[Supplied material Boundary: Start]

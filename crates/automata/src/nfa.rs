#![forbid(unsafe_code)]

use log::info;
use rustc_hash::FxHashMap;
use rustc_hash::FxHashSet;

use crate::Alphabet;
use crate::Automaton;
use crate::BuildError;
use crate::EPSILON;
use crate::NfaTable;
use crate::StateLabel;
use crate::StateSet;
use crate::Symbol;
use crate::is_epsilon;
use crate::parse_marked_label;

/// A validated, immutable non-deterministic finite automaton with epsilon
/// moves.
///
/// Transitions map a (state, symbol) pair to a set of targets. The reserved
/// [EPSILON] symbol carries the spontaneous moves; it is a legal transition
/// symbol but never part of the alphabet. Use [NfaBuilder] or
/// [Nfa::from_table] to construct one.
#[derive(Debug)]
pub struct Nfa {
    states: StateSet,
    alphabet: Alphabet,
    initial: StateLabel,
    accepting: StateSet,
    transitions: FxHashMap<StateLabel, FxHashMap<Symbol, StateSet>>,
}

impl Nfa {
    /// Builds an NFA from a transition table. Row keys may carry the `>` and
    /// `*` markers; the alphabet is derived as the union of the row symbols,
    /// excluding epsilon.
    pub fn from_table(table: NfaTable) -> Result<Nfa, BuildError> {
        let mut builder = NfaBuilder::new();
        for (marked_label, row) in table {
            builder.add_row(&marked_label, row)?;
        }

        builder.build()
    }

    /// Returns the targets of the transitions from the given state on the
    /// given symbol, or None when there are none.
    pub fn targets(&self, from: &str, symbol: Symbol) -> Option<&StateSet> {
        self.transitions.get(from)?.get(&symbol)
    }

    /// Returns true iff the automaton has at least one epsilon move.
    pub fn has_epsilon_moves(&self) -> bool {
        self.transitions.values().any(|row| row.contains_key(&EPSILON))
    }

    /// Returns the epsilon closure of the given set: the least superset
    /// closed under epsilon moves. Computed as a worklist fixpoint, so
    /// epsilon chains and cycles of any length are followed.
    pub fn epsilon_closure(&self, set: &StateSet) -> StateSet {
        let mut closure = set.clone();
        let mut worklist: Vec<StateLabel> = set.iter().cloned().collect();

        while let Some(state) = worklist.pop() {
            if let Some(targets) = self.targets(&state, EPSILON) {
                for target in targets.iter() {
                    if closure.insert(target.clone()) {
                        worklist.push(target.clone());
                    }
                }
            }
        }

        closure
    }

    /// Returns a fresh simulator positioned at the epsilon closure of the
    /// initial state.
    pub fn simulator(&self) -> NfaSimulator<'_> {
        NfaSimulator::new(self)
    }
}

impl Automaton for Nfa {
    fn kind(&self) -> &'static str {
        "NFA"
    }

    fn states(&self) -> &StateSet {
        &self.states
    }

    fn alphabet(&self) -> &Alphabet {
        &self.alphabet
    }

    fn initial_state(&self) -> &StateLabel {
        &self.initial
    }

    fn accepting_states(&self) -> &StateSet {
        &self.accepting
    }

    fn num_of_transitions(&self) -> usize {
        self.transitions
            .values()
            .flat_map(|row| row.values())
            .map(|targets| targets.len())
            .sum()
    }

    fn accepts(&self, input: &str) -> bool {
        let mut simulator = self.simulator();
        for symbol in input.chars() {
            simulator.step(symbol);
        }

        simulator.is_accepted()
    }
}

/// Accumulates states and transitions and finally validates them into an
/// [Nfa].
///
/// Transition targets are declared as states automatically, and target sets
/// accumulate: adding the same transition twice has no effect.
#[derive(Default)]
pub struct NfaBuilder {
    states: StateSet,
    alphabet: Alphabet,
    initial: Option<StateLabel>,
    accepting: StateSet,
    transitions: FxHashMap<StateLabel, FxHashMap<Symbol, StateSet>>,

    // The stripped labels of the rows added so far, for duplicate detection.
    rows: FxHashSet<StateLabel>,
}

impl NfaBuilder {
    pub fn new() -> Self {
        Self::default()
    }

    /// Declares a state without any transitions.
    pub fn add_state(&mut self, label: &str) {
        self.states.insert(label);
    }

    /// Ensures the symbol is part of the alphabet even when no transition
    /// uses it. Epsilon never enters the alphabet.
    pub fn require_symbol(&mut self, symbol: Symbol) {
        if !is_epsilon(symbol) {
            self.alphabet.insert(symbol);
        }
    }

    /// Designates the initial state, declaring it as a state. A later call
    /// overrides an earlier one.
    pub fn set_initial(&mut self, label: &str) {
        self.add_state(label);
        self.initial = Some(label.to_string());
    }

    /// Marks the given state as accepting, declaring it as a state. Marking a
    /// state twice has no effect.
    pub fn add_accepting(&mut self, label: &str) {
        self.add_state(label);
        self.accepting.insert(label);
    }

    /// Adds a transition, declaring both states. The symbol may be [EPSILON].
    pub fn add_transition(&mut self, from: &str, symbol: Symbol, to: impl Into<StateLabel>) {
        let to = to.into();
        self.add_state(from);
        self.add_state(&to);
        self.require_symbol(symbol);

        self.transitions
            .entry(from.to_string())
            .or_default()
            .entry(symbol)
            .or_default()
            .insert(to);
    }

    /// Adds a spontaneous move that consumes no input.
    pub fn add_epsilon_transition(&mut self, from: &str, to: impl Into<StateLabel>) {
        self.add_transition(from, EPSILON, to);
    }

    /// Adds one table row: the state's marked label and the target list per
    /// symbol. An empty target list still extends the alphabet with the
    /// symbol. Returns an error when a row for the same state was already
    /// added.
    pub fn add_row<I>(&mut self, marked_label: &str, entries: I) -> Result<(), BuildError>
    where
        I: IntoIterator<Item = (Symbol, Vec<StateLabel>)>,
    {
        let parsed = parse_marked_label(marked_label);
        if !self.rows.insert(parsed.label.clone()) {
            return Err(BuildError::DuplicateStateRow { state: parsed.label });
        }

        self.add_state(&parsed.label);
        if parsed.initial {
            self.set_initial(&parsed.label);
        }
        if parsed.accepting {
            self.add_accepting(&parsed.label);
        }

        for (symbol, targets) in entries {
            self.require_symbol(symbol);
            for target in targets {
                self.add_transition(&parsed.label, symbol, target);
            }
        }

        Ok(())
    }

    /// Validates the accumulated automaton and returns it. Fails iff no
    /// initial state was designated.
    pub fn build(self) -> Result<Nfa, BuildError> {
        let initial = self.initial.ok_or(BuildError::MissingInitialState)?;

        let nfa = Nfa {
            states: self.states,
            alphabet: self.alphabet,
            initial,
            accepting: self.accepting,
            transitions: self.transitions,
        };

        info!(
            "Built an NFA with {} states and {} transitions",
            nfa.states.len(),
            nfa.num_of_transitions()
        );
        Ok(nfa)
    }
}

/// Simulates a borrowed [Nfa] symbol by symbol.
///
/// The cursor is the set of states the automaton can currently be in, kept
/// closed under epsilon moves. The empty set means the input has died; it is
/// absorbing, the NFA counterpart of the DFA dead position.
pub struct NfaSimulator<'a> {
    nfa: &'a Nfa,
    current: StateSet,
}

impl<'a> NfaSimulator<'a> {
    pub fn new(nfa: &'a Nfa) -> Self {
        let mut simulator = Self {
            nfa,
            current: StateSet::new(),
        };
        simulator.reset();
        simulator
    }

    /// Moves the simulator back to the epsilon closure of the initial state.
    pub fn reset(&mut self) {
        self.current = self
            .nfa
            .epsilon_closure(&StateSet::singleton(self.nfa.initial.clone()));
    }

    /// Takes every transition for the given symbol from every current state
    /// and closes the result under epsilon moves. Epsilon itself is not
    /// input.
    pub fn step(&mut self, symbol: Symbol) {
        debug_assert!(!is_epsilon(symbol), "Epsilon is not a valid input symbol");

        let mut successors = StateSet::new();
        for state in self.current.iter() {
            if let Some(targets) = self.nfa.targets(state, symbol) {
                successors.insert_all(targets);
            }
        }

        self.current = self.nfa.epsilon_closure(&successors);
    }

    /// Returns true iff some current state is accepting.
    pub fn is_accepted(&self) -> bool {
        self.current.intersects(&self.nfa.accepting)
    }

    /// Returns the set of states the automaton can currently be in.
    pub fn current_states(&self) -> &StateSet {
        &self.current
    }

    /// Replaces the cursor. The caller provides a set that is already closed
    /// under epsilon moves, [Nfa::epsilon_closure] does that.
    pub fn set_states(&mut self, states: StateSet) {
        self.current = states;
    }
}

[Supplied material Boundary: End]

Task details — Across the entries above, how many lines contain "spontaneous"? Provide only the count.

Solution to this problem — 2